//! Range nodes and treap primitives over owned subtrees.
//!
//! Every mutating primitive takes a subtree by value and returns its
//! replacement, so no node is ever modified through a borrowed parent
//! link. Lookups descend with plain references.
//!
//! Callers uphold the order invariant: ranges handed to [`insert`] never
//! overlap a range already in the tree.

use crate::error::ValidationError;
use crate::morton::KEY_MAX;
use smallvec::SmallVec;

/// Owned, optional subtree.
pub(crate) type Link<V> = Option<Box<RangeNode<V>>>;

/// A maximal run of curve keys `lo..=hi` that all map to `value`.
#[derive(Clone, Debug)]
pub struct RangeNode<V> {
    pub(crate) lo: u64,
    pub(crate) hi: u64,
    pub(crate) value: V,
    pub(crate) priority: u64,
    pub(crate) left: Link<V>,
    pub(crate) right: Link<V>,
}

impl<V> RangeNode<V> {
    pub(crate) fn boxed(lo: u64, hi: u64, value: V, priority: u64) -> Box<Self> {
        debug_assert!(lo <= hi);
        Box::new(Self {
            lo,
            hi,
            value,
            priority,
            left: None,
            right: None,
        })
    }

    /// First key of the run.
    pub fn lo(&self) -> u64 {
        self.lo
    }

    /// Last key of the run (inclusive).
    pub fn hi(&self) -> u64 {
        self.hi
    }

    /// Value shared by every key in the run.
    pub fn value(&self) -> &V {
        &self.value
    }

    /// Number of keys in the run.
    pub fn len(&self) -> u64 {
        self.hi - self.lo + 1
    }

    /// Always `false`: a live node covers at least one key.
    pub fn is_empty(&self) -> bool {
        false
    }

    /// `true` if `key` lies in `lo..=hi`.
    pub fn contains(&self, key: u64) -> bool {
        self.lo <= key && key <= self.hi
    }
}

/// Which way a rotation turns the parent.
#[derive(Clone, Copy, Debug, PartialEq, Eq)]
pub(crate) enum Rotation {
    /// The right child rises; the parent becomes its left child.
    Left,
    /// The left child rises; the parent becomes its right child.
    Right,
}

/// Single rotation at `parent`. Key order is preserved.
///
/// Rotating toward a missing child returns `parent` unchanged.
pub(crate) fn rotate<V>(mut parent: Box<RangeNode<V>>, toward: Rotation) -> Box<RangeNode<V>> {
    match toward {
        Rotation::Left => match parent.right.take() {
            Some(mut child) => {
                parent.right = child.left.take();
                child.left = Some(parent);
                child
            }
            None => parent,
        },
        Rotation::Right => match parent.left.take() {
            Some(mut child) => {
                parent.left = child.right.take();
                child.right = Some(parent);
                child
            }
            None => parent,
        },
    }
}

/// Insert `node` as a leaf, then rotate it up while it outranks its parent.
pub(crate) fn insert<V>(link: Link<V>, node: Box<RangeNode<V>>) -> Link<V> {
    let Some(mut cur) = link else {
        return Some(node);
    };
    if node.hi < cur.lo {
        cur.left = insert(cur.left.take(), node);
        if cur.left.as_ref().is_some_and(|l| l.priority > cur.priority) {
            cur = rotate(cur, Rotation::Right);
        }
    } else {
        debug_assert!(node.lo > cur.hi, "inserted range overlaps {:#x}", cur.lo);
        cur.right = insert(cur.right.take(), node);
        if cur.right.as_ref().is_some_and(|r| r.priority > cur.priority) {
            cur = rotate(cur, Rotation::Left);
        }
    }
    Some(cur)
}

/// Concatenate two subtrees where every key of `a` is below every key of `b`.
///
/// The higher-priority root is promoted at each step.
pub(crate) fn join<V>(a: Link<V>, b: Link<V>) -> Link<V> {
    match (a, b) {
        (None, b) => b,
        (a, None) => a,
        (Some(mut a), Some(mut b)) => {
            if a.priority >= b.priority {
                a.right = join(a.right.take(), Some(b));
                Some(a)
            } else {
                b.left = join(Some(a), b.left.take());
                Some(b)
            }
        }
    }
}

/// Unlink the node starting at `lo`.
///
/// Returns the new subtree and the detached node (childless), if found.
pub(crate) fn remove<V>(link: Link<V>, lo: u64) -> (Link<V>, Link<V>) {
    let Some(mut cur) = link else {
        return (None, None);
    };
    if lo < cur.lo {
        let (left, removed) = remove(cur.left.take(), lo);
        cur.left = left;
        (Some(cur), removed)
    } else if lo > cur.lo {
        let (right, removed) = remove(cur.right.take(), lo);
        cur.right = right;
        (Some(cur), removed)
    } else {
        let joined = join(cur.left.take(), cur.right.take());
        (joined, Some(cur))
    }
}

/// Node whose range contains `key`.
pub(crate) fn find<V>(link: &Link<V>, key: u64) -> Option<&RangeNode<V>> {
    let mut cur = link.as_deref();
    while let Some(node) = cur {
        if key < node.lo {
            cur = node.left.as_deref();
        } else if key > node.hi {
            cur = node.right.as_deref();
        } else {
            return Some(node);
        }
    }
    None
}

/// Mutable [`find`].
pub(crate) fn find_mut<V>(mut link: &mut Link<V>, key: u64) -> Option<&mut RangeNode<V>> {
    while let Some(node) = link {
        if key < node.lo {
            link = &mut node.left;
        } else if key > node.hi {
            link = &mut node.right;
        } else {
            return Some(&mut **node);
        }
    }
    None
}

/// Lowest node intersecting `lo..=hi`.
pub(crate) fn first_overlap<V>(link: &Link<V>, lo: u64, hi: u64) -> Option<&RangeNode<V>> {
    let mut best = None;
    let mut cur = link.as_deref();
    while let Some(node) = cur {
        if node.hi < lo {
            cur = node.right.as_deref();
        } else if node.lo > hi {
            cur = node.left.as_deref();
        } else {
            best = Some(node);
            cur = node.left.as_deref();
        }
    }
    best
}

/// Node with the smallest `lo` strictly greater than `after`.
pub(crate) fn next_after<V>(link: &Link<V>, after: u64) -> Option<&RangeNode<V>> {
    let mut best = None;
    let mut cur = link.as_deref();
    while let Some(node) = cur {
        if node.lo > after {
            best = Some(node);
            cur = node.left.as_deref();
        } else {
            cur = node.right.as_deref();
        }
    }
    best
}

/// Leftmost node.
pub(crate) fn first<V>(link: &Link<V>) -> Option<&RangeNode<V>> {
    let mut cur = link.as_deref()?;
    while let Some(left) = cur.left.as_deref() {
        cur = left;
    }
    Some(cur)
}

/// Remove every key in `lo..=hi` from the subtree.
///
/// Nodes wholly inside are dropped and nodes straddling one edge are
/// trimmed. The caller must already have split any single node that
/// strictly contains `lo..=hi`.
pub(crate) fn clear_span<V>(link: Link<V>, lo: u64, hi: u64) -> Link<V> {
    let mut node = link?;
    if node.hi < lo {
        node.right = clear_span(node.right.take(), lo, hi);
        return Some(node);
    }
    if node.lo > hi {
        node.left = clear_span(node.left.take(), lo, hi);
        return Some(node);
    }
    let left = if lo < node.lo {
        clear_span(node.left.take(), lo, hi)
    } else {
        node.left.take()
    };
    let right = if hi > node.hi {
        clear_span(node.right.take(), lo, hi)
    } else {
        node.right.take()
    };
    if lo <= node.lo && node.hi <= hi {
        return join(left, right);
    }
    debug_assert!(node.lo >= lo || node.hi <= hi, "hole must be split by caller");
    if node.lo < lo {
        node.hi = lo - 1;
    } else {
        node.lo = hi + 1;
    }
    node.left = left;
    node.right = right;
    Some(node)
}

/// Visit every node in key order with mutable access to its value.
///
/// Bounds are not exposed mutably; only values may change.
pub(crate) fn for_each_value_mut<V, F>(link: &mut Link<V>, f: &mut F)
where
    F: FnMut(u64, u64, &mut V),
{
    if let Some(node) = link {
        for_each_value_mut(&mut node.left, f);
        f(node.lo, node.hi, &mut node.value);
        for_each_value_mut(&mut node.right, f);
    }
}

/// Check order, heap, and domain invariants below `link`.
///
/// Keys must lie strictly between `above` and `below` (exclusive
/// bounds inherited from ancestors).
pub(crate) fn check_structure<V>(
    link: &Link<V>,
    above: Option<u64>,
    below: Option<u64>,
) -> Result<(), ValidationError> {
    let Some(node) = link else {
        return Ok(());
    };
    if node.lo > node.hi {
        return Err(ValidationError::EmptyRange {
            lo: node.lo,
            hi: node.hi,
        });
    }
    if node.hi > KEY_MAX {
        return Err(ValidationError::KeyOutOfDomain { hi: node.hi });
    }
    if above.is_some_and(|a| node.lo <= a) || below.is_some_and(|b| node.hi >= b) {
        return Err(ValidationError::OrderViolation { lo: node.lo });
    }
    for child in [&node.left, &node.right].into_iter().flatten() {
        if child.priority > node.priority {
            return Err(ValidationError::HeapViolation {
                parent_lo: node.lo,
                child_lo: child.lo,
            });
        }
    }
    check_structure(&node.left, above, Some(node.lo))?;
    check_structure(&node.right, Some(node.hi), below)
}

/// In-order iterator over the nodes of a subtree.
///
/// Holds the pending left spine on a small inline stack; treap depth is
/// logarithmic in expectation, so it rarely spills to the heap.
pub struct Ranges<'a, V> {
    stack: SmallVec<[&'a RangeNode<V>; 32]>,
}

impl<'a, V> Ranges<'a, V> {
    pub(crate) fn new(link: &'a Link<V>) -> Self {
        let mut it = Self {
            stack: SmallVec::new(),
        };
        it.push_spine(link.as_deref());
        it
    }

    fn push_spine(&mut self, mut cur: Option<&'a RangeNode<V>>) {
        while let Some(node) = cur {
            self.stack.push(node);
            cur = node.left.as_deref();
        }
    }
}

impl<'a, V> Iterator for Ranges<'a, V> {
    type Item = &'a RangeNode<V>;

    fn next(&mut self) -> Option<Self::Item> {
        let node = self.stack.pop()?;
        self.push_spine(node.right.as_deref());
        Some(node)
    }
}

#[cfg(test)]
mod tests {
    use super::*;

    fn leaf(lo: u64, hi: u64, priority: u64) -> Box<RangeNode<u8>> {
        RangeNode::boxed(lo, hi, 0, priority)
    }

    fn build(nodes: &[(u64, u64, u64)]) -> Link<u8> {
        nodes
            .iter()
            .fold(None, |root, &(lo, hi, p)| insert(root, leaf(lo, hi, p)))
    }

    fn los(link: &Link<u8>) -> Vec<u64> {
        Ranges::new(link).map(|n| n.lo).collect()
    }

    // ── Rotation ────────────────────────────────────────────────

    #[test]
    fn rotate_left_then_right_is_identity() {
        let mut root = leaf(10, 10, 5);
        root.left = Some(leaf(0, 0, 1));
        root.right = Some(leaf(20, 20, 3));
        let rotated = rotate(root, Rotation::Left);
        assert_eq!(rotated.lo, 20);
        assert_eq!(rotated.left.as_ref().map(|n| n.lo), Some(10));
        let back = rotate(rotated, Rotation::Right);
        assert_eq!(back.lo, 10);
        let link = Some(back);
        assert_eq!(los(&link), vec![0, 10, 20]);
    }

    #[test]
    fn rotate_toward_missing_child_is_noop() {
        let root = leaf(4, 4, 1);
        assert_eq!(rotate(root, Rotation::Right).lo, 4);
    }

    // ── Insert / remove ─────────────────────────────────────────

    #[test]
    fn insert_keeps_heap_and_order() {
        let root = build(&[(10, 12, 1), (0, 3, 9), (20, 25, 4), (5, 7, 12), (14, 14, 2)]);
        check_structure(&root, None, None).unwrap();
        assert_eq!(root.as_ref().map(|n| n.lo), Some(5));
        assert_eq!(los(&root), vec![0, 5, 10, 14, 20]);
    }

    #[test]
    fn remove_joins_children_by_priority() {
        let root = build(&[(10, 12, 50), (0, 3, 9), (20, 25, 40), (30, 31, 7)]);
        let (root, removed) = remove(root, 10);
        assert_eq!(removed.map(|n| n.hi), Some(12));
        check_structure(&root, None, None).unwrap();
        assert_eq!(root.as_ref().map(|n| n.lo), Some(20));
        assert_eq!(los(&root), vec![0, 20, 30]);
    }

    #[test]
    fn remove_missing_is_noop() {
        let root = build(&[(10, 12, 1)]);
        let (root, removed) = remove(root, 11);
        assert!(removed.is_none());
        assert_eq!(los(&root), vec![10]);
    }

    // ── Lookup ──────────────────────────────────────────────────

    #[test]
    fn find_and_neighbours() {
        let root = build(&[(10, 12, 1), (0, 3, 9), (20, 25, 4)]);
        assert_eq!(find(&root, 11).map(|n| n.lo), Some(10));
        assert!(find(&root, 13).is_none());
        assert_eq!(next_after(&root, 3).map(|n| n.lo), Some(10));
        assert_eq!(next_after(&root, 10).map(|n| n.lo), Some(20));
        assert!(next_after(&root, 20).is_none());
        assert_eq!(first(&root).map(|n| n.lo), Some(0));
        assert_eq!(first_overlap(&root, 2, 21).map(|n| n.lo), Some(0));
        assert_eq!(first_overlap(&root, 4, 21).map(|n| n.lo), Some(10));
        assert!(first_overlap(&root, 13, 19).is_none());
    }

    #[test]
    fn find_mut_edits_value() {
        let mut root = build(&[(10, 12, 1), (0, 3, 9)]);
        find_mut(&mut root, 2).unwrap().value = 7;
        assert_eq!(find(&root, 0).map(|n| n.value), Some(7));
    }

    // ── Span clearing ───────────────────────────────────────────

    #[test]
    fn clear_span_trims_and_drops() {
        let root = build(&[(0, 9, 3), (10, 19, 8), (20, 29, 5), (30, 39, 1)]);
        let root = clear_span(root, 5, 24);
        check_structure(&root, None, None).unwrap();
        let spans: Vec<_> = Ranges::new(&root).map(|n| (n.lo, n.hi)).collect();
        assert_eq!(spans, vec![(0, 4), (25, 29), (30, 39)]);
    }

    // ── Validation ──────────────────────────────────────────────

    #[test]
    fn heap_violation_detected() {
        let mut root = leaf(10, 10, 1);
        root.left = Some(leaf(0, 0, 5));
        let link = Some(root);
        assert_eq!(
            check_structure(&link, None, None),
            Err(ValidationError::HeapViolation {
                parent_lo: 10,
                child_lo: 0
            })
        );
    }

    #[test]
    fn order_violation_detected() {
        let mut root = leaf(10, 10, 5);
        root.left = Some(leaf(10, 11, 1));
        let link = Some(root);
        assert_eq!(
            check_structure(&link, None, None),
            Err(ValidationError::OrderViolation { lo: 10 })
        );
    }
}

++++++

_TASK DETAILS_: Please print the records above exactly from their first line. End with the line containing "#[derive(Clone, Debug)]", and include it.

_EXERCISE OUTPUT_:
//! Range nodes and treap primitives over owned subtrees.
//!
//! Every mutating primitive takes a subtree by value and returns its
//! replacement, so no node is ever modified through a borrowed parent
//! link. Lookups descend with plain references.
//!
//! Callers uphold the order invariant: ranges handed to [`insert`] never
//! overlap a range already in the tree.

use crate::error::ValidationError;
use crate::morton::KEY_MAX;
use smallvec::SmallVec;

/// Owned, optional subtree.
pub(crate) type Link<V> = Option<Box<RangeNode<V>>>;

/// A maximal run of curve keys `lo..=hi` that all map to `value`.
#[derive(Clone, Debug)]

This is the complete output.